BEGIN Data extract

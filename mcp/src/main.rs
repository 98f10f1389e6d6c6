use clap::{Parser, ValueEnum};
use tracing_subscriber::{EnvFilter, fmt, layer::SubscriberExt, util::SubscriberInitExt};

use configcat_mcp_runtime::{DEFAULT_BASE_URL, McpCommands, ServeArgs, run as run_mcp};

#[derive(Clone, Copy, Debug, ValueEnum)]
enum LogFormat {
    Text,
    Json,
}

#[derive(Parser)]
#[command(
    name = "configcat-mcp",
    version,
    about = "ConfigCat MCP server: the ConfigCat Public Management API as MCP tools over stdio"
)]
struct Cli {
    /// Public Management API base URL
    #[arg(long, env = "CONFIGCAT_BASE_URL", default_value = DEFAULT_BASE_URL)]
    base_url: String,

    /// Public API credential username
    #[arg(long, env = "CONFIGCAT_API_USER", default_value = "", hide_env_values = true)]
    api_user: String,

    /// Public API credential password
    #[arg(long, env = "CONFIGCAT_API_PASS", default_value = "", hide_env_values = true)]
    api_pass: String,

    /// Log line format on stderr
    #[arg(long, value_enum, env = "CONFIGCAT_MCP_LOG_FORMAT", default_value_t = LogFormat::Text)]
    log_format: LogFormat,

    #[command(flatten)]
    serve: ServeArgs,

    #[command(subcommand)]
    command: Option<McpCommands>,
}

fn init_tracing(format: LogFormat) {
    // stdout carries the protocol, so logs go to stderr.
    let filter = EnvFilter::try_from_default_env()
        .unwrap_or_else(|_| "configcat_mcp=info,configcat_mcp_runtime=info".into());
    let registry = tracing_subscriber::registry().with(filter);
    match format {
        LogFormat::Text => registry
            .with(fmt::layer().with_writer(std::io::stderr))
            .init(),
        LogFormat::Json => registry
            .with(fmt::layer().json().with_writer(std::io::stderr))
            .init(),
    }
}

#[tokio::main]
async fn main() {
    let _ = dotenvy::dotenv();
    let cli = Cli::parse();
    init_tracing(cli.log_format);

    let command = cli.command.unwrap_or(McpCommands::Serve(cli.serve));
    let code = run_mcp(&cli.base_url, &cli.api_user, &cli.api_pass, command).await;
    std::process::exit(code);
}
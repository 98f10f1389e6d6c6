use base64::Engine;
use base64::engine::general_purpose;

/// `Authorization` header value for HTTP Basic auth: `Basic base64(user:pass)`.
pub fn basic_auth_header(username: &str, password: &str) -> String {
    let encoded = general_purpose::STANDARD.encode(format!("{username}:{password}"));
    format!("Basic {encoded}")
}

/// Masks a credential for log output, keeping only the first four characters.
pub fn redact(secret: &str) -> String {
    let visible: String = secret.chars().take(4).collect();
    if secret.chars().count() <= 4 {
        "****".to_string()
    } else {
        format!("{visible}****")
    }
}
//! Turns executor outcomes and pipeline failures into caller-facing results.

use serde_json::{Value, json};

use crate::engine::InvocationError;
use crate::executor::HttpResponse;

pub const CREDENTIALS_GUIDANCE: &str = "Invalid API credentials. Please check your CONFIGCAT_API_USER and CONFIGCAT_API_PASS environment variables. You can create your credentials on the Public API credentials management page: https://app.configcat.com/my-account/public-api-credentials";

#[derive(Debug, Clone, PartialEq, Eq)]
pub struct ToolResult {
    pub text: String,
    pub is_error: bool,
}

impl ToolResult {
    pub fn success(text: impl Into<String>) -> Self {
        Self {
            text: text.into(),
            is_error: false,
        }
    }

    pub fn error(text: impl Into<String>) -> Self {
        Self {
            text: text.into(),
            is_error: true,
        }
    }

    /// MCP `tools/call` result payload.
    pub fn to_value(&self) -> Value {
        let mut payload = json!({
            "content": [{ "type": "text", "text": self.text }]
        });
        if self.is_error {
            payload["isError"] = Value::Bool(true);
        }
        payload
    }
}

pub fn render_response(response: &HttpResponse) -> ToolResult {
    let is_json = response
        .content_type
        .as_deref()
        .is_some_and(|ct| ct.contains("application/json"));
    let parsed = is_json
        .then(|| serde_json::from_str::<Value>(&response.body).ok())
        .flatten();
    if let Some(parsed) = parsed {
        let pretty = serde_json::to_string_pretty(&parsed).unwrap_or_else(|_| response.body.clone());
        return ToolResult::success(format!(
            "API Response (Status: {}):\n{pretty}",
            response.status
        ));
    }

    if response.body.is_empty() {
        ToolResult::success(format!("(Status: {} - No body content)", response.status))
    } else {
        ToolResult::success(response.body.clone())
    }
}

pub fn translate_error(err: &InvocationError) -> ToolResult {
    match err {
        InvocationError::Validation(e) => ToolResult::error(e.to_string()),
        InvocationError::Binding(e) => ToolResult::error(e.to_string()),
        InvocationError::Transport(e) if e.status() == Some(401) => {
            ToolResult::error(CREDENTIALS_GUIDANCE)
        }
        InvocationError::Transport(e) => ToolResult::error(format!("Error: {e}")),
        InvocationError::Docs(e) => ToolResult::error(format!("Error: {e}")),
        InvocationError::UnknownTool(name) => {
            ToolResult::error(format!("Error: Unknown tool requested: {name}"))
        }
        InvocationError::Internal(message) => {
            ToolResult::error(format!("Internal error: {message}"))
        }
    }
}
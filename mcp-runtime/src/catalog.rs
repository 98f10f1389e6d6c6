use configcat_core::{Registry, RegistryError};
use serde_json::{Value, json};
use tracing::debug;

/// Descriptor table for the ConfigCat Public Management API.
pub const ENDPOINT_CATALOG: &str = include_str!("../catalog/endpoints.json");

pub fn load_registry() -> Result<Registry, RegistryError> {
    let registry = Registry::from_json_catalog(ENDPOINT_CATALOG)?;
    debug!(tools = registry.len(), "endpoint registry loaded");
    Ok(registry)
}

/// Compact index of the registered endpoints, served as a resource.
pub fn catalog_index(registry: &Registry) -> Value {
    let endpoints: Vec<Value> = registry
        .iter()
        .map(|descriptor| {
            json!({
                "name": descriptor.name,
                "method": descriptor.method,
                "pathTemplate": descriptor.path_template,
                "parameters": descriptor.parameters,
            })
        })
        .collect();
    json!({ "count": endpoints.len(), "endpoints": endpoints })
}
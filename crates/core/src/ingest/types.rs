use chrono::NaiveDate;
use serde::{Deserialize, Serialize};
use std::collections::BTreeMap;

/// Per-field tag describing why a ratio is present or absent. Tags the
/// upstream invents beyond these four collapse into `Error`.
#[derive(Debug, Clone, Copy, PartialEq, Eq, Serialize, Deserialize)]
#[serde(rename_all = "snake_case")]
pub enum DataQuality {
    Good,
    MissingColumns,
    NoData,
    #[serde(other)]
    Error,
}

/// Per-symbol fundamental ratios. Absent fields are `None`, never silently
/// zero; the classifier owns the zero-coercion policy.
#[derive(Debug, Clone, PartialEq, Serialize, Deserialize)]
pub struct RatioSnapshot {
    pub symbol: String,
    pub pe: Option<f64>,
    pub roe: Option<f64>,
    pub npm: Option<f64>,
    pub debt_equity: Option<f64>,
    pub eps: Option<f64>,
    /// Provider-side market-cap estimate in absolute VND.
    pub market_cap_vnd: Option<f64>,
    #[serde(default)]
    pub data_quality: BTreeMap<String, DataQuality>,
}

impl RatioSnapshot {
    pub fn empty(symbol: &str) -> Self {
        Self {
            symbol: symbol.to_string(),
            pe: None,
            roe: None,
            npm: None,
            debt_equity: None,
            eps: None,
            market_cap_vnd: None,
            data_quality: BTreeMap::new(),
        }
    }
}

/// Latest technical indicator readings plus named signal strings
/// ("BULLISH: Golden Cross detected", "BEARISH: RSI Overbought", ...).
#[derive(Debug, Clone, PartialEq, Serialize, Deserialize)]
pub struct TechnicalSnapshot {
    pub symbol: String,
    pub ma50: Option<f64>,
    pub ma200: Option<f64>,
    pub rsi14: Option<f64>,
    pub macd_line: Option<f64>,
    pub macd_signal: Option<f64>,
    pub macd_histogram: Option<f64>,
    #[serde(default)]
    pub signals: Vec<String>,
}

#[derive(Debug, Clone, Copy, PartialEq, Serialize, Deserialize)]
pub struct OhlcvBar {
    pub date: NaiveDate,
    pub open: f64,
    pub high: f64,
    pub low: f64,
    pub close: f64,
    pub volume: f64,
}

END Data extract

§ The task: Say how many lines above contain the string "None", writing only the number.

§ Exercise solution: 7